Abonnés

Top 14 - Alun Wyn Jones (Pays de Galles) : "Mon instinct m’a poussé vers Toulon"

Par Mathias Merlo
  • Alun Wyn Jones sous le maillot toulonnais
    Alun Wyn Jones sous le maillot toulonnais Icon Sport - Icon Sport
Publié le
Partager :

Un mois après son arrivée, le deuxième ligne s’est confié, avec franchise et humilité, sur sa nouvelle aventure "excitante" dans le Var. Il a profité également de cette entrevue, à quelques jours du début de la Coupe du monde, pour livrer un regard lucide sur la situation du rugby gallois.

Avant toute chose, comment vous sentez-vous au RCT ?

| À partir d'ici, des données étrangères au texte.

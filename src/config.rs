//! Engine configuration.
//!
//! Every field has a default, so a partial JSON document (or none at all)
//! yields a usable configuration.

use serde::{Deserialize, Serialize};
use shoebox_core::{DefaultMaterials, FitConfig};
use shoebox_graph::PLAYBACK_START_DELAY;

use crate::error::Result;

/// Placeholder room pushed when the first floor appears (meters).
#[derive(Debug, Clone, Copy, PartialEq, Serialize, Deserialize)]
#[serde(default)]
pub struct RoomDimensions {
    pub width: f32,
    pub length: f32,
    pub height: f32,
}

impl Default for RoomDimensions {
    fn default() -> Self {
        Self {
            width: 10.0,
            length: 5.0,
            height: 10.0,
        }
    }
}

#[derive(Debug, Clone, PartialEq, Serialize, Deserialize)]
#[serde(default)]
pub struct EnvironmentConfig {
    /// Clamping policy for degenerate floors and heights.
    pub fit: FitConfig,

    /// Room height until the user measures one (meters).
    pub initial_height: f32,

    pub default_room: RoomDimensions,

    /// Skip a refit push when no room parameter moved by more than this.
    /// `0.0` pushes on every floor update.
    pub refit_threshold: f32,

    pub default_materials: DefaultMaterials,

    /// Seconds between a play request and the synchronized start.
    pub start_delay: f64,

    /// Capture the rendered output while playing, when a recorder is set.
    pub recording_enabled: bool,
}

impl Default for EnvironmentConfig {
    fn default() -> Self {
        Self {
            fit: FitConfig::default(),
            initial_height: 3.0,
            default_room: RoomDimensions::default(),
            refit_threshold: 0.0,
            default_materials: DefaultMaterials::default(),
            start_delay: PLAYBACK_START_DELAY,
            recording_enabled: true,
        }
    }
}

impl EnvironmentConfig {
    pub fn from_json(json: &str) -> Result<Self> {
        let config: Self = serde_json::from_str(json).map_err(shoebox_core::Error::from)?;
        config.validate()?;
        Ok(config)
    }

    pub fn validate(&self) -> Result<()> {
        let positive = |value: f32| value.is_finite() && value > 0.0;

        let invalid = |msg: String| -> Result<()> {
            Err(shoebox_core::Error::InvalidConfig(msg).into())
        };

        if !positive(self.initial_height) {
            return invalid(format!("initial_height must be positive, got {}", self.initial_height));
        }
        let RoomDimensions {
            width,
            length,
            height,
        } = self.default_room;
        if !(positive(width) && positive(length) && positive(height)) {
            return invalid(format!(
                "default_room must be positive, got {width} x {length} x {height}"
            ));
        }
        if !self.refit_threshold.is_finite() || self.refit_threshold < 0.0 {
            return invalid(format!(
                "refit_threshold must be >= 0, got {}",
                self.refit_threshold
            ));
        }
        if !self.start_delay.is_finite() || self.start_delay < 0.0 {
            return invalid(format!("start_delay must be >= 0, got {}", self.start_delay));
        }
        if !(positive(self.fit.min_extent) && positive(self.fit.min_height)) {
            return invalid("fit limits must be positive".into());
        }
        Ok(())
    }
}
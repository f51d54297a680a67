//! Shoebox fitting from a tracked floor plane and a measured height.

use glam::Vec3;
use serde::{Deserialize, Serialize};

use crate::geometry::{closest_point_on_line, normalize_angle, PlaneExtent, Pose};

/// Smallest width/length a fitted room may have (meters).
pub const DEFAULT_MIN_EXTENT: f32 = 1e-3;

/// Smallest height a measured room may have (meters).
pub const DEFAULT_MIN_HEIGHT: f32 = 0.01;

/// Clamping policy for degenerate input.
#[derive(Debug, Clone, Copy, PartialEq, Serialize, Deserialize)]
#[serde(default)]
pub struct FitConfig {
    /// Floor for width and length when the floor extent collapses.
    pub min_extent: f32,
    /// Floor for the room height.
    pub min_height: f32,
}

impl Default for FitConfig {
    fn default() -> Self {
        Self {
            min_extent: DEFAULT_MIN_EXTENT,
            min_height: DEFAULT_MIN_HEIGHT,
        }
    }
}

/// The four floor corners and the height corner of a room, in world space.
#[derive(Debug, Clone, Copy, PartialEq)]
pub struct RoomCorners {
    pub origin: Vec3,
    pub width: Vec3,
    pub length: Vec3,
    pub opposite: Vec3,
    pub height: Vec3,
}

/// A fitted rectangular room.
///
/// The local +X axis (width) is rotated `yaw_radians` about world +Y away
/// from world +X; the length axis is perpendicular to it on the floor.
#[derive(Debug, Clone, Copy, PartialEq)]
pub struct ShoeboxRoom {
    pub origin: Vec3,
    pub width: f32,
    pub length: f32,
    pub height: f32,
    pub yaw_radians: f32,
}

impl ShoeboxRoom {
    /// Build a room, clamping dimensions to be positive and wrapping the yaw.
    pub fn new(origin: Vec3, width: f32, length: f32, height: f32, yaw_radians: f32) -> Self {
        let positive = |v: f32, floor: f32| if v.is_finite() { v.max(floor) } else { floor };
        Self {
            origin,
            width: positive(width, DEFAULT_MIN_EXTENT),
            length: positive(length, DEFAULT_MIN_EXTENT),
            height: positive(height, DEFAULT_MIN_HEIGHT),
            yaw_radians: normalize_angle(yaw_radians),
        }
    }

    /// Unit vector along the width edge.
    pub fn width_axis(&self) -> Vec3 {
        let (sin, cos) = self.yaw_radians.sin_cos();
        Vec3::new(cos, 0.0, sin)
    }

    /// Unit vector along the length edge.
    pub fn length_axis(&self) -> Vec3 {
        let (sin, cos) = self.yaw_radians.sin_cos();
        Vec3::new(sin, 0.0, -cos)
    }

    pub fn dimensions(&self) -> (f32, f32, f32) {
        (self.width, self.length, self.height)
    }

    pub fn corners(&self) -> RoomCorners {
        let along_width = self.width_axis() * self.width;
        let along_length = self.length_axis() * self.length;
        RoomCorners {
            origin: self.origin,
            width: self.origin + along_width,
            length: self.origin + along_length,
            opposite: self.origin + along_width + along_length,
            height: self.origin + Vec3::Y * self.height,
        }
    }

    /// Center of the room volume.
    pub fn center(&self) -> Vec3 {
        self.origin
            + self.width_axis() * (self.width * 0.5)
            + self.length_axis() * (self.length * 0.5)
            + Vec3::Y * (self.height * 0.5)
    }

    /// World point expressed as (across width, up, along length) from the origin.
    pub fn to_room_local(&self, world: Vec3) -> Vec3 {
        let d = world - self.origin;
        Vec3::new(d.dot(self.width_axis()), d.y, d.dot(self.length_axis()))
    }

    /// Largest absolute difference across origin, dimensions and yaw.
    pub fn max_delta(&self, other: &ShoeboxRoom) -> f32 {
        let yaw = normalize_angle(self.yaw_radians - other.yaw_radians).abs();
        (self.origin - other.origin)
            .abs()
            .max_element()
            .max((self.width - other.width).abs())
            .max((self.length - other.length).abs())
            .max((self.height - other.height).abs())
            .max(yaw)
    }
}

/// Pure shoebox fitter.
#[derive(Debug, Clone, Copy, Default)]
pub struct RoomFit {
    config: FitConfig,
}

impl RoomFit {
    pub fn new(config: FitConfig) -> Self {
        Self { config }
    }

    pub fn config(&self) -> &FitConfig {
        &self.config
    }

    /// Fit a room to the floor extent. Same input always yields the same room.
    pub fn fit(&self, extent: &PlaneExtent, measured_height: f32) -> ShoeboxRoom {
        let (min, max) = (extent.min, extent.max);
        let corner_origin = extent.to_world(min.x, min.y, max.z);
        let corner_width = extent.to_world(max.x, min.y, max.z);
        let corner_length = extent.to_world(min.x, min.y, min.z);

        let width = corner_origin.distance(corner_width);
        let length = corner_origin.distance(corner_length);

        let width_dir = match (corner_width - corner_origin).try_normalize() {
            Some(dir) if width > f32::EPSILON => dir,
            _ => extent.pose.orientation * Vec3::X,
        };
        let yaw = width_dir.z.atan2(width_dir.x);

        let clamp = |v: f32, floor: f32| if v.is_finite() { v.max(floor) } else { floor };
        ShoeboxRoom {
            origin: corner_origin,
            width: clamp(width, self.config.min_extent),
            length: clamp(length, self.config.min_extent),
            height: clamp(measured_height, self.config.min_height),
            yaw_radians: normalize_angle(yaw),
        }
    }

    /// Candidate room height from where the listener is looking.
    pub fn measure_height(&self, origin: Vec3, listener: &Pose) -> f32 {
        measure_height(origin, listener, self.config.min_height)
    }
}

/// Project the listener's gaze onto the vertical line through `origin`.
///
/// The probe point sits along the listener's forward axis at the listener's
/// distance from the origin; its height above the origin is the candidate
/// wall height, clamped to `min_height`.
pub fn measure_height(origin: Vec3, listener: &Pose, min_height: f32) -> f32 {
    let distance = origin.distance(listener.position);
    let probe = listener.position + listener.forward() * distance;
    let top = closest_point_on_line(probe, origin, Vec3::NEG_Y);
    let height = top.y - origin.y;
    if height.is_finite() {
        height.max(min_height)
    } else {
        min_height
    }
}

Je suis juste heureux ! Franchement, j’avais l’envie et la curiosité de vivre une aventure différente. Je ne pensais pas, surtout à cette période de ma vie, avoir l’opportunité de vivre ça. C’est plus qu’un choix personnel, c’est avant tout un choix familial. Avec ma femme, mes enfants, nous sommes vraiment heureux d’avoir pris cette décision. Le week-end dernier, j’ai eu la chance de porter le maillot de Toulon à Mayol… (Il coupe) À ce stade de ma carrière, je ne pensais pas pouvoir vivre une aventure aussi différente de ce que j’ai pu connaître auparavant. C’était spécial, et toute ma famille a ressenti cela. Même si le coup d’envoi a été donné très tardivement (rires), et qu’il semble difficile de se procurer autant de places que l’on veut dans ce stade ! On n’a pas trop l’habitude ! D’ailleurs, je pense que ma femme a été plus en difficulté que moi sur le terrain : s’occuper de trois enfants dans les gradins, c’est du boulot.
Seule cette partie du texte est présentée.